Data shown:
//! Scripted provider for tests.
//!
//! [`MockProvider`] plays back whatever the test queued: whole responses
//! for `generate`, event sequences for `stream`, or failures for either.
//! Every request is recorded so tests can assert on what the model was
//! sent.
//!
//! ```rust,ignore
//! use waymark_core::test_helpers::{mock_for, text_stream};
//! use waymark_core::{ChatParams, Provider};
//!
//! # async fn example() {
//! let mock = mock_for("mock", "test-model");
//! mock.queue_stream(text_stream(&["Try ", "Ramen Nagi."]));
//!
//! let _events = mock.stream(&ChatParams::default()).await.unwrap();
//! assert_eq!(mock.recorded_calls().len(), 1);
//! # }
//! ```

use std::collections::VecDeque;
use std::fmt;
use std::sync::{Mutex, MutexGuard, PoisonError};

use crate::chat::ChatResponse;
use crate::error::LlmError;
use crate::provider::{ChatParams, Provider, ProviderMetadata};
use crate::stream::{ChatStream, StreamEvent};

/// A failure to play back. [`LlmError`] is not `Clone`, so scripts hold
/// this instead and convert on delivery.
#[derive(Debug, Clone)]
pub enum MockError {
    /// Becomes [`LlmError::Http`].
    Http {
        /// Status, if a response was "received".
        status: Option<http::StatusCode>,
        /// Failure text.
        message: String,
    },
    /// Becomes [`LlmError::Auth`].
    Auth(String),
    /// Becomes [`LlmError::InvalidRequest`].
    InvalidRequest(String),
    /// Becomes [`LlmError::ResponseFormat`].
    ResponseFormat(String),
    /// Becomes [`LlmError::Timeout`].
    Timeout {
        /// Reported elapsed time.
        elapsed_ms: u64,
    },
}

impl From<MockError> for LlmError {
    fn from(error: MockError) -> Self {
        match error {
            MockError::Http { status, message } => Self::Http { status, message },
            MockError::Auth(message) => Self::Auth(message),
            MockError::InvalidRequest(message) => Self::InvalidRequest(message),
            MockError::ResponseFormat(message) => Self::ResponseFormat {
                message,
                raw: String::new(),
            },
            MockError::Timeout { elapsed_ms } => Self::Timeout { elapsed_ms },
        }
    }
}

type StreamScript = Result<Vec<Result<StreamEvent, MockError>>, MockError>;

#[derive(Default)]
struct Script {
    responses: VecDeque<Result<ChatResponse, MockError>>,
    streams: VecDeque<StreamScript>,
    calls: Vec<ChatParams>,
}

/// Provider that replays queued outcomes in FIFO order.
///
/// # Panics
///
/// `generate` and `stream` panic when their queue is empty: the test
/// made more model calls than it scripted.
pub struct MockProvider {
    meta: ProviderMetadata,
    script: Mutex<Script>,
}

impl fmt::Debug for MockProvider {
    fn fmt(&self, f: &mut fmt::Formatter<'_>) -> fmt::Result {
        let script = self.script();
        f.debug_struct("MockProvider")
            .field("meta", &self.meta)
            .field("queued_responses", &script.responses.len())
            .field("queued_streams", &script.streams.len())
            .field("recorded_calls", &script.calls.len())
            .finish()
    }
}

impl MockProvider {
    /// A mock reporting `meta`, with nothing queued.
    pub fn new(meta: ProviderMetadata) -> Self {
        Self {
            meta,
            script: Mutex::default(),
        }
    }

    fn script(&self) -> MutexGuard<'_, Script> {
        self.script.lock().unwrap_or_else(PoisonError::into_inner)
    }

    /// Queues a response for `generate`.
    pub fn queue_response(&self, response: ChatResponse) -> &Self {
        self.script().responses.push_back(Ok(response));
        self
    }

    /// Queues a failure for `generate`.
    pub fn queue_error(&self, error: MockError) -> &Self {
        self.script().responses.push_back(Err(error));
        self
    }

    /// Queues a successful event sequence for `stream`.
    pub fn queue_stream(&self, events: Vec<StreamEvent>) -> &Self {
        self.queue_stream_results(events.into_iter().map(Ok).collect())
    }

    /// Queues a sequence that may fail part-way, like a dropped
    /// connection.
    pub fn queue_stream_results(&self, items: Vec<Result<StreamEvent, MockError>>) -> &Self {
        self.script().streams.push_back(Ok(items));
        self
    }

    /// Queues a failure of the `stream` call itself.
    pub fn queue_stream_error(&self, error: MockError) -> &Self {
        self.script().streams.push_back(Err(error));
        self
    }

    /// Every request received so far, oldest first.
    pub fn recorded_calls(&self) -> Vec<ChatParams> {
        self.script().calls.clone()
    }
}

impl Provider for MockProvider {
    async fn generate(&self, params: &ChatParams) -> Result<ChatResponse, LlmError> {
        let mut script = self.script();
        script.calls.push(params.clone());
        let Some(next) = script.responses.pop_front() else {
            panic!("MockProvider: generate called with no queued responses");
        };
        next.map_err(LlmError::from)
    }

    async fn stream(&self, params: &ChatParams) -> Result<ChatStream, LlmError> {
        let next = {
            let mut script = self.script();
            script.calls.push(params.clone());
            script.streams.pop_front()
        };
        let Some(next) = next else {
            panic!("MockProvider: stream called with no queued streams");
        };
        let items: Vec<Result<StreamEvent, LlmError>> = next?
            .into_iter()
            .map(|item| item.map_err(LlmError::from))
            .collect();
        Ok(Box::pin(futures::stream::iter(items)))
    }

    fn metadata(&self) -> ProviderMetadata {
        self.meta.clone()
    }
}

Exercise aim: Across all the records, find the lines containing the word "received" and reproduce each one.

Exercise solution:
        /// Status, if a response was "received".
    /// Every request received so far, oldest first.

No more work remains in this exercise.